Biologists and ecologists say that adopting continuous measures to maintain the landscape and impede the accumulation of dry biomass is essential to preventing large and frequent fires, which can cause long-lasting and significant damage even to vegetation resilient to fire. The effect of fires on wildlife can be even more devastating. “Reptiles and amphibians are generally unable to escape fires much smaller than the ones seen this year, which have even killed mammals,” says Neiva Guedes, who is also head of the Arara Azul Institute. “Fire can cause local extinctions, and the animals that survive will face a more hostile environment, with fierce disputes for food and shelter,” she says. This has been the case even for macaws, which have been observed in some wildlife refuges eating burnt food.
Scientific articles
DE OLIVEIRA, M. T. et al. Regeneration of riparian forests of the Brazilian Pantanal under flood and fire influence. Forest Ecology and Management. Vol. 331, pp. 256–63. Nov. 1, 2014.

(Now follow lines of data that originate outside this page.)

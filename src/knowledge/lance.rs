//! LanceDB Vector Store - 영속 밀집 인덱스 저장소
//!
//! 회의록 청크의 임베딩을 디스크에 저장하고 ANN 검색을 제공합니다.
//! 한 테이블은 하나의 임베딩 차원(=하나의 임베딩 모델)만 허용합니다.
//! ref: https://lancedb.github.io/lancedb/

use std::path::Path;
use std::sync::Arc;

use anyhow::{Context, Result};
use arrow_array::{
    Array, FixedSizeListArray, Float32Array, Int32Array, RecordBatch, RecordBatchIterator,
    StringArray,
};
use arrow_schema::{DataType, Field, Schema};
use async_trait::async_trait;
use futures::TryStreamExt;
use lancedb::connection::Connection;
use lancedb::query::{ExecutableQuery, QueryBase};

use super::passage::{Passage, PassageMetadata, RetrievalResult};
use super::vector::{VectorEntry, VectorStore};

/// 벡터 테이블 이름
const TABLE_NAME: &str = "passages";

// ============================================================================
// LanceVectorStore
// ============================================================================

/// LanceDB 벡터 저장소 구현
pub struct LanceVectorStore {
    db: Connection,
    dimension: i32,
}

impl LanceVectorStore {
    /// LanceDB 저장소 열기
    ///
    /// # Arguments
    /// * `path` - .lance 디렉토리 경로
    /// * `dimension` - 임베딩 차원 (인덱스 수명 동안 고정)
    pub async fn open(path: &Path, dimension: usize) -> Result<Self> {
        if let Some(parent) = path.parent() {
            if !parent.exists() {
                tokio::fs::create_dir_all(parent)
                    .await
                    .context("Failed to create LanceDB directory")?;
            }
        }

        let path_str = path
            .to_str()
            .ok_or_else(|| anyhow::anyhow!("Invalid path encoding"))?;

        let db = lancedb::connect(path_str)
            .execute()
            .await
            .context("Failed to connect to LanceDB")?;

        Ok(Self {
            db,
            dimension: i32::try_from(dimension).context("Embedding dimension too large")?,
        })
    }

    /// 벡터 테이블 스키마 생성
    fn create_schema(&self) -> Schema {
        Schema::new(vec![
            Field::new("source_id", DataType::Utf8, false),
            Field::new("chunk_index", DataType::Int32, false),
            Field::new("content", DataType::Utf8, false),
            Field::new("title", DataType::Utf8, true),
            Field::new(
                "embedding",
                DataType::FixedSizeList(
                    Arc::new(Field::new("item", DataType::Float32, true)),
                    self.dimension,
                ),
                false,
            ),
        ])
    }

    /// 엔트리들을 Arrow RecordBatch로 변환
    fn entries_to_batch(&self, entries: &[VectorEntry]) -> Result<RecordBatch> {
        if entries.is_empty() {
            anyhow::bail!("Cannot create batch from empty entries");
        }

        if let Some(bad) = entries
            .iter()
            .find(|e| e.embedding.len() != self.dimension as usize)
        {
            anyhow::bail!(
                "Embedding dimension mismatch: expected {}, got {}",
                self.dimension,
                bad.embedding.len()
            );
        }

        let source_ids: Vec<&str> = entries
            .iter()
            .map(|e| e.passage.metadata.source_id.as_str())
            .collect();
        let chunk_indices: Vec<i32> = entries
            .iter()
            .map(|e| e.passage.metadata.chunk_index)
            .collect();
        let contents: Vec<&str> = entries.iter().map(|e| e.passage.content.as_str()).collect();
        let titles: Vec<Option<&str>> = entries
            .iter()
            .map(|e| e.passage.metadata.title.as_deref())
            .collect();

        let embeddings_flat: Vec<f32> = entries
            .iter()
            .flat_map(|e| e.embedding.iter().copied())
            .collect();

        let values = Float32Array::from(embeddings_flat);
        let field = Arc::new(Field::new("item", DataType::Float32, true));
        let embeddings_list = FixedSizeListArray::try_new(
            field,
            self.dimension,
            Arc::new(values) as Arc<dyn Array>,
            None,
        )
        .context("Failed to create embedding array")?;

        let batch = RecordBatch::try_new(
            Arc::new(self.create_schema()),
            vec![
                Arc::new(StringArray::from(source_ids)),
                Arc::new(Int32Array::from(chunk_indices)),
                Arc::new(StringArray::from(contents)),
                Arc::new(StringArray::from(titles)),
                Arc::new(embeddings_list),
            ],
        )
        .context("Failed to create RecordBatch")?;

        Ok(batch)
    }

    /// 테이블 존재 여부 확인
    async fn table_exists(&self) -> bool {
        self.db
            .table_names()
            .execute()
            .await
            .map(|names| names.contains(&TABLE_NAME.to_string()))
            .unwrap_or(false)
    }

    async fn open_table(&self) -> Result<lancedb::table::Table> {
        self.db
            .open_table(TABLE_NAME)
            .execute()
            .await
            .context("Failed to open passages table")
    }
}

/// RecordBatch 행을 Passage로 변환
fn batch_to_passages(batch: &RecordBatch) -> Result<Vec<Passage>> {
    let source_ids = batch
        .column_by_name("source_id")
        .and_then(|c| c.as_any().downcast_ref::<StringArray>())
        .ok_or_else(|| anyhow::anyhow!("Missing source_id column"))?;

    let chunk_indices = batch
        .column_by_name("chunk_index")
        .and_then(|c| c.as_any().downcast_ref::<Int32Array>())
        .ok_or_else(|| anyhow::anyhow!("Missing chunk_index column"))?;

    let contents = batch
        .column_by_name("content")
        .and_then(|c| c.as_any().downcast_ref::<StringArray>())
        .ok_or_else(|| anyhow::anyhow!("Missing content column"))?;

    let titles = batch
        .column_by_name("title")
        .and_then(|c| c.as_any().downcast_ref::<StringArray>())
        .ok_or_else(|| anyhow::anyhow!("Missing title column"))?;

    Ok((0..batch.num_rows())
        .map(|i| {
            Passage::new(
                contents.value(i),
                PassageMetadata {
                    source_id: source_ids.value(i).to_string(),
                    chunk_index: chunk_indices.value(i),
                    title: (!titles.is_null(i)).then(|| titles.value(i).to_string()),
                },
            )
        })
        .collect())
}

/// 필터 문자열 리터럴 이스케이프
fn quote_literal(value: &str) -> String {
    format!("'{}'", value.replace('\'', "''"))
}

#[async_trait]
impl VectorStore for LanceVectorStore {
    async fn insert_batch(&self, entries: &[VectorEntry]) -> Result<usize> {
        if entries.is_empty() {
            return Ok(0);
        }

        let batch = self.entries_to_batch(entries)?;
        let schema = batch.schema();
        let batches = RecordBatchIterator::new(vec![Ok(batch)], schema);

        if self.table_exists().await {
            self.open_table()
                .await?
                .add(batches)
                .execute()
                .await
                .context("Failed to add vectors to table")?;
        } else {
            self.db
                .create_table(TABLE_NAME, batches)
                .execute()
                .await
                .context("Failed to create table")?;
        }

        Ok(entries.len())
    }

    async fn search(&self, query_embedding: &[f32], limit: usize) -> Result<Vec<RetrievalResult>> {
        if limit == 0 || !self.table_exists().await {
            return Ok(vec![]);
        }

        let stream = self
            .open_table()
            .await?
            .vector_search(query_embedding.to_vec())
            .context("Failed to create vector search")?
            .limit(limit)
            .execute()
            .await
            .context("Failed to execute vector search")?;

        let batches: Vec<RecordBatch> = stream.try_collect().await?;
        let mut results = Vec::new();

        for batch in batches {
            // _distance 컬럼 (LanceDB가 자동 추가)
            let distances = batch
                .column_by_name("_distance")
                .and_then(|c| c.as_any().downcast_ref::<Float32Array>())
                .ok_or_else(|| anyhow::anyhow!("Missing _distance column"))?;

            for (i, passage) in batch_to_passages(&batch)?.into_iter().enumerate() {
                // L2 거리 -> 유사도 (정규화 임베딩에서는 코사인과 순서 동일)
                let similarity = 1.0 / (1.0 + distances.value(i));
                results.push(RetrievalResult::new(passage, similarity));
            }
        }

        Ok(results)
    }

    async fn delete_by_source(&self, source_id: &str) -> Result<usize> {
        if !self.table_exists().await {
            return Ok(0);
        }

        let table = self.open_table().await?;
        let filter = format!("source_id = {}", quote_literal(source_id));

        let before = table
            .count_rows(Some(filter.clone()))
            .await
            .context("Failed to count rows for source")?;

        table
            .delete(&filter)
            .await
            .context("Failed to delete vectors")?;

        Ok(before)
    }

    async fn count(&self) -> Result<usize> {
        if !self.table_exists().await {
            return Ok(0);
        }

        let count = self
            .open_table()
            .await?
            .count_rows(None)
            .await
            .context("Failed to count rows")?;
        Ok(count)
    }

    async fn all_passages(&self) -> Result<Vec<Passage>> {
        let total = self.count().await?;
        if total == 0 {
            return Ok(vec![]);
        }

        let stream = self
            .open_table()
            .await?
            .query()
            .limit(total)
            .execute()
            .await
            .context("Failed to scan passages table")?;

        let batches: Vec<RecordBatch> = stream.try_collect().await?;
        let mut passages = Vec::with_capacity(total);
        for batch in &batches {
            passages.extend(batch_to_passages(batch)?);
        }

        // 청크 순서 복원 (source 내부는 chunk_index 오름차순)
        passages.sort_by(|a, b| {
            a.metadata
                .source_id
                .cmp(&b.metadata.source_id)
                .then(a.metadata.chunk_index.cmp(&b.metadata.chunk_index))
        });

        Ok(passages)
    }
}

// ============================================================================
// Tests
// ============================================================================
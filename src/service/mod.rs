//! Service 모듈 - 업로드/채팅 워크플로가 호출하는 진입점
//!
//! 서비스 객체는 전역이 아니라 호출 측(CLI)에서 명시적으로 조립합니다.
//! 조립 순서: 임베딩/벡터 저장소 → DenseIndex → HybridRetriever → 서비스

mod ata;
mod chat;
pub mod eval;

pub use ata::{AtaService, IngestReport, SourceMetadata};
pub use chat::{AnswerRecord, ChatService, ChatStatus};
pub use eval::{generate_dataset, load_cases, write_dataset, EvalCase, EvalReport, EvalSample};
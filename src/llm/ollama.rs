//! Ollama 로컬 모델 클라이언트
//!
//! `/api/chat` 비스트리밍 호출을 사용합니다.

use async_trait::async_trait;
use serde::{Deserialize, Serialize};

use crate::error::{RagError, RagResult};

use super::{classify_request_error, LanguageModel};

/// 기본 Ollama 서버 주소
pub const DEFAULT_OLLAMA_HOST: &str = "http://localhost:11434";

/// Ollama 채팅 모델
pub struct OllamaModel {
    client: reqwest::Client,
    endpoint: String,
    model: String,
    temperature: f32,
}

impl OllamaModel {
    pub fn new(client: reqwest::Client, host: &str, model: &str, temperature: f32) -> Self {
        Self {
            client,
            endpoint: format!("{}/api/chat", host.trim_end_matches('/')),
            model: model.to_string(),
            temperature,
        }
    }
}

#[async_trait]
impl LanguageModel for OllamaModel {
    async fn generate(&self, prompt: &str) -> RagResult<String> {
        let request = ChatRequest {
            model: &self.model,
            messages: vec![ChatMessage {
                role: "user",
                content: prompt,
            }],
            stream: false,
            options: ChatOptions {
                temperature: self.temperature,
            },
        };

        let response = self
            .client
            .post(&self.endpoint)
            .json(&request)
            .send()
            .await
            .map_err(|e| classify_request_error("Ollama", e))?;

        let status = response.status();
        let body = response.text().await.map_err(|e| classify_request_error("Ollama", e))?;

        if status == reqwest::StatusCode::NOT_FOUND {
            // 모델이 pull되지 않은 경우
            return Err(RagError::BackendUnavailable(format!(
                "Ollama model '{}' not available: {}",
                self.model, body
            )));
        }
        if !status.is_success() {
            return Err(anyhow::anyhow!("Ollama error ({}): {}", status, body).into());
        }

        let parsed: ChatResponse = serde_json::from_str(&body)
            .map_err(|e| anyhow::anyhow!("Failed to parse Ollama response: {}", e))?;

        Ok(strip_reasoning(&parsed.message.content))
    }

    fn model_name(&self) -> &str {
        &self.model
    }
}

/// 추론형 모델의 `<think>...</think>` 블록 제거
fn strip_reasoning(content: &str) -> String {
    match (content.find("<think>"), content.find("</think>")) {
        (Some(start), Some(end)) if start < end => {
            let mut cleaned = String::with_capacity(content.len());
            cleaned.push_str(&content[..start]);
            cleaned.push_str(&content[end + "</think>".len()..]);
            cleaned.trim().to_string()
        }
        _ => content.trim().to_string(),
    }
}

// ============================================================================
// API Types
// ============================================================================

#[derive(Debug, Serialize)]
struct ChatRequest<'a> {
    model: &'a str,
    messages: Vec<ChatMessage<'a>>,
    stream: bool,
    options: ChatOptions,
}

#[derive(Debug, Serialize)]
struct ChatMessage<'a> {
    role: &'a str,
    content: &'a str,
}

#[derive(Debug, Serialize)]
struct ChatOptions {
    temperature: f32,
}

#[derive(Debug, Deserialize)]
struct ChatResponse {
    message: ResponseMessage,
}

#[derive(Debug, Deserialize)]
struct ResponseMessage {
    #[serde(default)]
    content: String,
}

ARRUDA, W. S. et al. Inundation and fire shape the structure of riparian forests in the Pantanal, Brazil. PLOS One. June 9, 2016.
MANRIQUE-PINEDA, D. A. et al. Fire, flood and monodominance of Tabebuia aurea in Pantanal. Forest Ecology and Management. In preprint.
BAO, F. et al. Seed bank of seasonally flooded grassland: experimental simulation of flood and post-flood. Aquatic Ecology. Vol. 52, pp. 93–105. 2018.